Give the number of lines in the data that contain the word "output"; no other text is needed.

------ THE DATA ------

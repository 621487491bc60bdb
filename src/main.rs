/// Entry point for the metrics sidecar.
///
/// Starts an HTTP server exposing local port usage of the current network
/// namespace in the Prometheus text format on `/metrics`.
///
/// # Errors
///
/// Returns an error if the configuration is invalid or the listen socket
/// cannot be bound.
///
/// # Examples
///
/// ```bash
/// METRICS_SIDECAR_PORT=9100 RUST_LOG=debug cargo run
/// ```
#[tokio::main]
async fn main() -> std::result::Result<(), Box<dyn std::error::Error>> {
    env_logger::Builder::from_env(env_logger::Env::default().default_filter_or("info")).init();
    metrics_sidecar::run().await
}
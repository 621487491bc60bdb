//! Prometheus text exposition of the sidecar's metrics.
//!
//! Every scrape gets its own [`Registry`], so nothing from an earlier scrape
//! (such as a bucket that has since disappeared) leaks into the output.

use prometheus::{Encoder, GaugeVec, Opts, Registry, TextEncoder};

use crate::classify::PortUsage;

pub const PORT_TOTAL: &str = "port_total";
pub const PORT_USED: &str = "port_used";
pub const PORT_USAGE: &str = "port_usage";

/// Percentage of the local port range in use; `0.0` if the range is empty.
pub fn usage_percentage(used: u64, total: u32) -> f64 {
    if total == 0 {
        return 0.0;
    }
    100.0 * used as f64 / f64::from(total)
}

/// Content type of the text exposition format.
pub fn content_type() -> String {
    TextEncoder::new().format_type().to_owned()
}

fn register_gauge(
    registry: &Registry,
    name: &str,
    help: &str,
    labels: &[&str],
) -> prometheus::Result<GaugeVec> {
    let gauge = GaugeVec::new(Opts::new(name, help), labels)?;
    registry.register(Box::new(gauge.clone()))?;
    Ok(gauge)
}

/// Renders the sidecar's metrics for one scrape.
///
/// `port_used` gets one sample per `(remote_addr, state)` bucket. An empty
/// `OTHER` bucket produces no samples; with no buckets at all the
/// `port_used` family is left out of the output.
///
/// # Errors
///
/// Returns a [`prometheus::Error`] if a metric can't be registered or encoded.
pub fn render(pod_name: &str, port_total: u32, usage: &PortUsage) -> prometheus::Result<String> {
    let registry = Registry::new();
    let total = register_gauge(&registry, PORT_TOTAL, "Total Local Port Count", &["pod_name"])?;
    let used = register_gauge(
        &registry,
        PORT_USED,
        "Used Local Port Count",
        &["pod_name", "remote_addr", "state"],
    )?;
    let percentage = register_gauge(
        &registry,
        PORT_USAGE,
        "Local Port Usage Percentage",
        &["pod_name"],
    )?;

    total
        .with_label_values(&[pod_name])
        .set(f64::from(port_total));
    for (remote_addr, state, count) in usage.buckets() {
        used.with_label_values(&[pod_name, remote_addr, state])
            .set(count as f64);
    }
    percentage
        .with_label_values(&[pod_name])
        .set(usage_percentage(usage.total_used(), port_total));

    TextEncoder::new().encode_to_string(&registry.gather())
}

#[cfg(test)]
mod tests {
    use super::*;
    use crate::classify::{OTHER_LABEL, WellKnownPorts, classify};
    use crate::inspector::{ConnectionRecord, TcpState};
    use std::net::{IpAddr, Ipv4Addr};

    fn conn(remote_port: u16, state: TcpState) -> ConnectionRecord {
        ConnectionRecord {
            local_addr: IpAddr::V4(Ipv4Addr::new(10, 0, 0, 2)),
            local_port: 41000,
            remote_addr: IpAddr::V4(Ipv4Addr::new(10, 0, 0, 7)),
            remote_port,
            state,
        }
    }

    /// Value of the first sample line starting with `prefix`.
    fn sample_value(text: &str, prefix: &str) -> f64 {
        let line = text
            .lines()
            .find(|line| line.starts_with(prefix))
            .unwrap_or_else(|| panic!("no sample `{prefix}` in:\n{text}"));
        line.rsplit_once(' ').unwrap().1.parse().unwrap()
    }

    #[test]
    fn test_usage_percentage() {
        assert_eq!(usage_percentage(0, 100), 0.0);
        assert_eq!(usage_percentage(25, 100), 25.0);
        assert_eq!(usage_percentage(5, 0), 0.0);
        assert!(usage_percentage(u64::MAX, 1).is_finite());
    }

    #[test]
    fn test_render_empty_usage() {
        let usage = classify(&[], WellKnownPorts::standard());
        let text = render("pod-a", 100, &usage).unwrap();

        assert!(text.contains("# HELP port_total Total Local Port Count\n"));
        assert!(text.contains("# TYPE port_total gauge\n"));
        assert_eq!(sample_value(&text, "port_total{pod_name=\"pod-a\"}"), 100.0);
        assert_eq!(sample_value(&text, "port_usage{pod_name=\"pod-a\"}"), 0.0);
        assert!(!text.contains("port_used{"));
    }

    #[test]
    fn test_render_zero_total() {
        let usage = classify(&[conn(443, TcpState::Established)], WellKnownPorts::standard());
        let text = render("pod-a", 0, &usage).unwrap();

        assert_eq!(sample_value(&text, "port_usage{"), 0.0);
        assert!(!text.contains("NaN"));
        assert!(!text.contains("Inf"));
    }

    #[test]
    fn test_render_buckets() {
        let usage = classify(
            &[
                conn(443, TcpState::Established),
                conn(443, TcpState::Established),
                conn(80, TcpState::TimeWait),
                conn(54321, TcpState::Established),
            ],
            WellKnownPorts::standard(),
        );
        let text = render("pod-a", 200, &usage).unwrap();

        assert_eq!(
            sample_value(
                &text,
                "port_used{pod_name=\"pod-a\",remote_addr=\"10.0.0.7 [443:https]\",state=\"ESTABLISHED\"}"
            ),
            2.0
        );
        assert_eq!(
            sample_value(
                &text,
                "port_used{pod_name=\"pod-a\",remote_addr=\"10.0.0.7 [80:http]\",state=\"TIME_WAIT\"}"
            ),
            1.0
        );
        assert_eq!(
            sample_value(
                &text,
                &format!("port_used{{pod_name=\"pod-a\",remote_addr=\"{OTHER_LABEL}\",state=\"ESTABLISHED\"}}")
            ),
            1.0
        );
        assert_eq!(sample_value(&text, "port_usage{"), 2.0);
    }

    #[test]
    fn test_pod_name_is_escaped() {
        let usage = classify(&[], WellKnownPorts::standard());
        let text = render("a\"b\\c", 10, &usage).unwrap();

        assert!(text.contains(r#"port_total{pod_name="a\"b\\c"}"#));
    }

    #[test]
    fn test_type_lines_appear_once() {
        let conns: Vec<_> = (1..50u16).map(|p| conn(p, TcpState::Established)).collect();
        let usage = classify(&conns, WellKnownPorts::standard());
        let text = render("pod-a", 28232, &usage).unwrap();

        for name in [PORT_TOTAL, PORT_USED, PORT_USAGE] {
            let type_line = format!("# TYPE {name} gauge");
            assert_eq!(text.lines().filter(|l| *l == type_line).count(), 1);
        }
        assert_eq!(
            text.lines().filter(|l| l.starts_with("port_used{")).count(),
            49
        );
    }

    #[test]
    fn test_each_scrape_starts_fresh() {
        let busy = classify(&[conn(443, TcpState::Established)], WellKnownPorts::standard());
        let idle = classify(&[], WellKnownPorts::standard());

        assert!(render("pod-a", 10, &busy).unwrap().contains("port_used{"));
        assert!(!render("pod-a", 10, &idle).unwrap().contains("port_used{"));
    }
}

------

## THE COMPLETED TASK
2